Suitcase With $134 Billion Puts Dollar on Edge:

By Daniel at 17 June, 2009, 11:20 pm


--------------------------------------------------------------------------------------

--------------------------------------------------------------------------------------

June 17 (Bloomberg) — It’s a plot better suited for a John Le Carre novel.
Two Japanese men are detained in Italy after allegedly attempting to take $134 billion worth of U.S. bonds over the border into Switzerland. Details are maddeningly sketchy, so naturally the global rumor mill is kicking into high gear.

Are these would-be smugglers agents of Kim Jong Il stashing North Korea’s cash in a Swiss vault? Bagmen for Nigerian Internet scammers? Was the money meant for terrorists looking to buy nuclear warheads? Is Japan dumping its dollars secretly? Are the bonds real or counterfeit?
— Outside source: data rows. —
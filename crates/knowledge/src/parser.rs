//! Document text extraction.

use crate::types::Document;
use easydocs_core::{AppError, AppResult};

/// Extract plain text from an uploaded PDF.
///
/// Returns `AppError::Extraction` when the bytes cannot be parsed or the
/// document contains no text layer (e.g. a scanned image).
pub fn extract_text(document: &Document) -> AppResult<String> {
    tracing::debug!(
        "Extracting text from {} ({} bytes)",
        document.name,
        document.bytes.len()
    );

    // pdf-extract panics on some malformed inputs
    let bytes = document.bytes.as_slice();
    let extracted = std::panic::catch_unwind(|| pdf_extract::extract_text_from_mem(bytes))
        .map_err(|_| {
            AppError::Extraction(format!("PDF parser crashed on {}", document.name))
        })?
        .map_err(|e| AppError::Extraction(format!("{}: {}", document.name, e)))?;

    let text = normalize_text(&extracted);
    if text.trim().is_empty() {
        return Err(AppError::Extraction(format!(
            "{} contains no extractable text",
            document.name
        )));
    }

    tracing::debug!("Extracted {} characters from {}", text.chars().count(), document.name);
    Ok(text)
}

/// Normalize line endings and page breaks, trim trailing spaces, and
/// collapse runs of blank lines into a single paragraph break.
pub fn normalize_text(raw: &str) -> String {
    let unified = raw
        .replace("\r\n", "\n")
        .replace('\r', "\n")
        .replace('\u{c}', "\n\n");

    let mut out = String::with_capacity(unified.len());
    let mut blank_run = 0;

    for line in unified.lines() {
        let line = line.trim_end();
        if line.is_empty() {
            blank_run += 1;
            continue;
        }

        if !out.is_empty() {
            out.push_str(if blank_run > 0 { "\n\n" } else { "\n" });
        }
        out.push_str(line);
        blank_run = 0;
    }

    out
}
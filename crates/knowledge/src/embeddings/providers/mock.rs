//! Offline embedding provider based on hashed character trigrams.
//!
//! Vectors are deterministic and content-dependent: texts sharing words
//! land near each other. Used for local runs with the in-memory index and
//! in tests; it has no semantic understanding.

use crate::embeddings::provider::EmbeddingProvider;
use easydocs_core::AppResult;
use std::collections::{HashMap, HashSet};

const STOP_WORDS: &[&str] = &[
    "the", "is", "at", "which", "on", "a", "an", "as", "are", "was", "were", "for", "to", "of",
    "in", "and", "or", "but", "with", "by", "from", "this", "that", "be", "have", "has", "had",
    "it", "its", "shall", "will", "may",
];

#[derive(Debug)]
pub struct MockProvider {
    dimensions: usize,
}

impl MockProvider {
    pub fn new(dimensions: usize) -> Self {
        Self { dimensions }
    }
}

fn bucket(token: &str, multiplier: u64, dimensions: usize) -> usize {
    let hash = token
        .bytes()
        .fold(0u64, |acc, b| acc.wrapping_mul(multiplier).wrapping_add(b as u64));
    (hash % dimensions as u64) as usize
}

/// Unit-length embedding of `text`; all zeros when no word survives filtering.
pub fn hash_embedding(text: &str, dimensions: usize) -> Vec<f32> {
    let mut embedding = vec![0.0f32; dimensions];
    if dimensions == 0 {
        return embedding;
    }

    let stop: HashSet<&str> = STOP_WORDS.iter().copied().collect();
    let lower = text.to_lowercase();

    let mut counts: HashMap<&str, u32> = HashMap::new();
    for word in lower
        .split(|c: char| !c.is_alphanumeric())
        .filter(|w| w.chars().count() > 2 && !stop.contains(w))
    {
        *counts.entry(word).or_insert(0) += 1;
    }

    for (word, count) in &counts {
        let chars: Vec<char> = word.chars().collect();
        for trigram in chars.windows(3) {
            let trigram: String = trigram.iter().collect();
            embedding[bucket(&trigram, 37, dimensions)] += (*count as f32).sqrt();
        }
        embedding[bucket(word, 31, dimensions)] += *count as f32;
    }

    let norm: f32 = embedding.iter().map(|x| x * x).sum::<f32>().sqrt();
    if norm > 0.0 {
        embedding.iter_mut().for_each(|v| *v /= norm);
    }

    embedding
}

#[async_trait::async_trait]
impl EmbeddingProvider for MockProvider {
    fn provider_name(&self) -> &str {
        "mock"
    }

    fn model_name(&self) -> &str {
        "trigram-v1"
    }

    fn dimensions(&self) -> usize {
        self.dimensions
    }

    async fn embed_batch(&self, texts: &[String]) -> AppResult<Vec<Vec<f32>>> {
        Ok(texts
            .iter()
            .map(|text| hash_embedding(text, self.dimensions))
            .collect())
    }
}

#[cfg(test)]
mod tests {
    use super::*;
    use crate::search::cosine_similarity;

    #[tokio::test]
    async fn test_returns_one_vector_per_input() {
        let provider = MockProvider::new(64);
        let texts = vec!["rent is due monthly".to_string(), "termination".to_string()];
        let vectors = provider.embed_batch(&texts).await.unwrap();
        assert_eq!(vectors.len(), 2);
        assert!(vectors.iter().all(|v| v.len() == 64));
    }

    #[test]
    fn test_embedding_is_deterministic_and_normalized() {
        let a = hash_embedding("The tenant pays rent", 128);
        let b = hash_embedding("The tenant pays rent", 128);
        assert_eq!(a, b);

        let norm: f32 = a.iter().map(|x| x * x).sum::<f32>().sqrt();
        assert!((norm - 1.0).abs() < 1e-5);
    }

    #[test]
    fn test_related_texts_score_higher() {
        let query = hash_embedding("termination notice period", 256);
        let related = hash_embedding("Either party may give termination notice", 256);
        let unrelated = hash_embedding("Rent payable by bank transfer", 256);

        assert!(cosine_similarity(&query, &related) > cosine_similarity(&query, &unrelated));
    }

    #[test]
    fn test_stop_words_only_is_zero_vector() {
        assert!(hash_embedding("the and of", 16).iter().all(|v| *v == 0.0));
    }
}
The implications of the securities being legitimate would be bigger than investors may realize. At a minimum, it would suggest that the U.S. risks losing control over its monetary supply on a massive scale.

The trillions of dollars of debt the U.S. will issue in the next couple of years needs buyers. Attracting them will require making sure that existing ones aren’t losing faith in the U.S.’s ability to control the dollar.

These men carrying bonds concealed in the bottom of their luggage also would be the fourth-largest U.S. creditors. It makes you wonder if some of the time Treasury Secretary Timothy Geithner spends keeping the Chinese and Japanese invested in dollars should be devoted to well-financed men crossing the Italian-Swiss border.

Let’s assume for a moment that these U.S. bonds are real. That would make a mockery of Japanese Finance Minister Kaoru Yosano’s “absolutely unshakable” confidence in the credibility of the U.S. dollar. Yosano would have some explaining to do about Japan’s $686 billion of U.S. debt if more of these suitcase capers come to light.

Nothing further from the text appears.